Compressed Biogas Can Meet The Entire CNG Demand, Says Petroleum Ministry


A senior petroleum and natural gas ministry official on Monday said compressed biogas can meet the entire natural gas demand of the nation because if tapped fully the country generate around 62 million tonne of it.

It can be noted that the oil ministry had in Oct. 2018 launched an ambitious plan under the Satat (sustainable alternative towards affordable transportation) initiative, under which state-run oil and gas companies would invite expressions of interest from individual entrepreneurs to set up CBG plants.

The Satat initiative envisages setting up 5,000 CBG plants across the country with an estimated production of 15 million tonne CBG annually by 2023, which would be fully absorbed by the state-run companies.

If achieved the targeted 15 million tonne of CBG production that can take care of a whopping 40 percent of the current annual consumption of Compressed Natural Gas, which was 44 million tonne in FY19, according to the oil ministry.

The public sector banks tasked with the job are Indian Oil, Bharat Petroleum, Hindustan Petroleum, Gail and Indraprastha Gas.

"If CBG is exploited fully, it can produce around 62 million tonne equivalent of CBG annually which is sufficient to replace the entire gas demand of the nation," Vijay Sharma, a director at the ministry, said while addressing a road-show on Satat by these companies in nearby Navi Mumbai.

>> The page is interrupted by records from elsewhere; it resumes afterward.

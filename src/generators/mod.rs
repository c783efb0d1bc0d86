//! Per-topic question generators and the registry that maps category keys to them.
//!
//! A generator does all of its work when it is built: it draws from the shared
//! [`Random`] stream once, renders its question and answer, and is read-only
//! afterwards. Same seed and same options give byte-identical output.

mod arithmetic;
mod elemental;
mod equations;
pub mod params;
mod polynomial;

use std::collections::BTreeMap;

use serde_json::Value;

use crate::error::{MathError, Result};
use crate::evaluator::SymbolicEvaluator;
use crate::random::Random;

pub use arithmetic::{FractionOperations, RadicalsOperations};
pub use elemental::ElementalFunctionGraph;
pub use equations::{
    EquationsBiquadratic, EquationsIrrational, EquationsLinealSystem, EquationsPolynomial,
    EquationsRational,
};
pub use params::{ParamDefault, ParamSpec, Params};
pub use polynomial::{PolyDivision, PolyFactorize};

pub trait QuestionGenerator {
    fn formulation(&self) -> String;

    fn answer(&self) -> String;

    fn distractors(&self) -> Vec<String> {
        Vec::new()
    }

    fn steps(&self) -> String {
        String::new()
    }
}

pub struct QuestionContext<'a> {
    pub rand: &'a mut Random,
    pub params: Params,
    pub evaluator: &'a dyn SymbolicEvaluator,
}

pub type BuildFn = fn(QuestionContext<'_>) -> Result<Box<dyn QuestionGenerator>>;

#[derive(Clone, Copy)]
pub struct GeneratorSpec {
    pub category: &'static str,
    pub parameters: &'static [ParamSpec],
    pub build: BuildFn,
}

impl std::fmt::Debug for GeneratorSpec {
    fn fmt(&self, f: &mut std::fmt::Formatter<'_>) -> std::fmt::Result {
        f.debug_struct("GeneratorSpec")
            .field("category", &self.category)
            .field("parameters", &self.parameters)
            .finish_non_exhaustive()
    }
}

#[derive(Debug, Default)]
pub struct Registry {
    specs: BTreeMap<&'static str, GeneratorSpec>,
}

impl Registry {
    pub fn new() -> Self {
        Registry::default()
    }

    pub fn register(&mut self, spec: GeneratorSpec) -> Result<()> {
        if self.specs.contains_key(spec.category) {
            return Err(MathError::DuplicateGenerator(spec.category.to_string()));
        }
        self.specs.insert(spec.category, spec);
        Ok(())
    }

    pub fn get(&self, category: &str) -> Option<&GeneratorSpec> {
        self.specs.get(category)
    }

    /// Registered keys in lexicographic order.
    pub fn categories(&self) -> impl Iterator<Item = &'static str> + '_ {
        self.specs.keys().copied()
    }

    /// Resolves `options` against the generator's schema and builds one instance.
    pub fn create(
        &self,
        category: &str,
        rand: &mut Random,
        options: &Value,
        evaluator: &dyn SymbolicEvaluator,
    ) -> Result<Box<dyn QuestionGenerator>> {
        let spec = self
            .get(category)
            .ok_or_else(|| MathError::UnknownGenerator(category.to_string()))?;
        let params = Params::resolve(spec.parameters, options)?;
        (spec.build)(QuestionContext {
            rand,
            params,
            evaluator,
        })
    }
}

/// Registry holding every generator shipped with the crate.
pub fn default_registry() -> Result<Registry> {
    let mut registry = Registry::new();
    for spec in [
        polynomial::FACTORIZE,
        polynomial::DIVISION,
        arithmetic::FRACTIONS,
        arithmetic::RADICALS,
        equations::POLYNOMIAL,
        equations::BIQUADRATIC,
        equations::RATIONAL,
        equations::IRRATIONAL,
        equations::LINEAL_SYSTEM,
        elemental::GRAPH,
    ] {
        registry.register(spec)?;
    }
    Ok(registry)
}

/// Wraps a TeX fragment in inline math delimiters.
pub(crate) fn inline(tex: &str) -> String {
    format!("${tex}$")
}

While announcing the scheme, Oil Minister Dharmendra Pradhan had said that setting up CBG plants across the country will require an investment of nearly Rs 1.75 lakh crore.

The push towards green energy through CBG is in line with the government target of reducing crude imports by 10 percent by 2022, by when it had also promised the farmers to double their incomes.

The government expects this initiative to generate direct employment for 75,000 people and produce 50 million tonnes of bio-manure for crops.

CBG can be produced by processing through anaerobic decomposition of various waste/ biomass sources such as agriculture residue, cattle dung, sugarcane press mud and spent wash of distilleries, sewage water, municipal solid waste, biodegradable fractions of industrial waste etc, and since it has properties similar to CNG, thus it can be used as green fuel in automotive, industrial and commercial sectors along with CNG.

Sharma said wider introduction of CBG into the transport segment has multiple benefits like waste management, cutting carbon emissions, and additional revenue source to farmers etc.

He also said if tapped fully CBG can make the farmers move from being 'annadata to urjadata' and contribute to the brown revolution in the energy sector.